In a world where leaders of all stripes use the term “a just war” with a straight face, working to prevent mass shootings feels more within our grasp then say, ending the war in Gaza. What to do first? Change how we talk about the issue. That means refusing to speak out against generic “gun violence.” Until we’re willing to say, men’s gun violence, we’ll continue to miss the mark, falling short of any campaign to prevent mass shootings.

This is not a condemnation of men. The vast majority of men are not mass shooters. For decades, I worked at a men’s center, published a magazine promoting a new definition of manhood, and championed revisiting how we socialize boys, as early as preschool. More and more men are rejecting conventional masculinity.

The weakened, shell-of-itself National Rifle Association coined the oft cited cliché, “Guns don’t kill people. People do” more than a century ago. Variations have long been used to thwart gun control legislation. It’s astonishing how little pushback there’s been.

“People kill people?” Really? Sure, there are rare occasions when women pull the trigger, but as certain as I am that we’ll never hear a news report begin with the words, “A gunwoman opened fire today,” I believe that to minimize mass shootings, we must move the question of the gender of the shooter from the periphery to the center of a long overdue national conversation.

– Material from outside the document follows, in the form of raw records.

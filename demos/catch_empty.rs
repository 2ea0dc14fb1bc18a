//! Hide a failing source's error by falling back to an empty producer.
//!
//! The source fails with a timeout after 3 seconds; the output completes
//! silently instead of reporting the error.
//!
//! Expected output:
//! ```text
//! App started
//! Completed
//! ```
//!
//! Run with `cargo run --example catch_empty --features logging`.
//! Set `RUST_LOG=rxrecover=debug` to see the pipeline internals.

use std::sync::Arc;

use rxrecover::{Config, LogWriter, Producer, ProducerExt, Recovery, TimedFailure};
use tracing_subscriber::EnvFilter;

#[tokio::main(flavor = "current_thread")]
async fn main() -> anyhow::Result<()> {
    let filter = EnvFilter::try_from_default_env().unwrap_or_else(|_| EnvFilter::new("warn"));
    tracing_subscriber::fmt().with_env_filter(filter).init();

    let failing_request = TimedFailure::<String>::with_defaults(&Config::default());

    println!("App started");

    let sub = failing_request
        .catch_error(Recovery::Complete)
        .subscribe(Arc::new(LogWriter));

    sub.closed().await;
    Ok(())
}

Now is a good time to listen again to entertainers Martin Mull and Steve Martin. They had it right when they penned the satirical sea shanty “Men,” with its one-word chorus: “Men, men, men, men.”

Rob Okun (rob@voicemalemagazine.org, syndicated by Peace Voice, is editor emeritus of Voice Male, a magazine chronicling the profeminist, antisexist men’s movement for more than three decades. He writes about politics and culture.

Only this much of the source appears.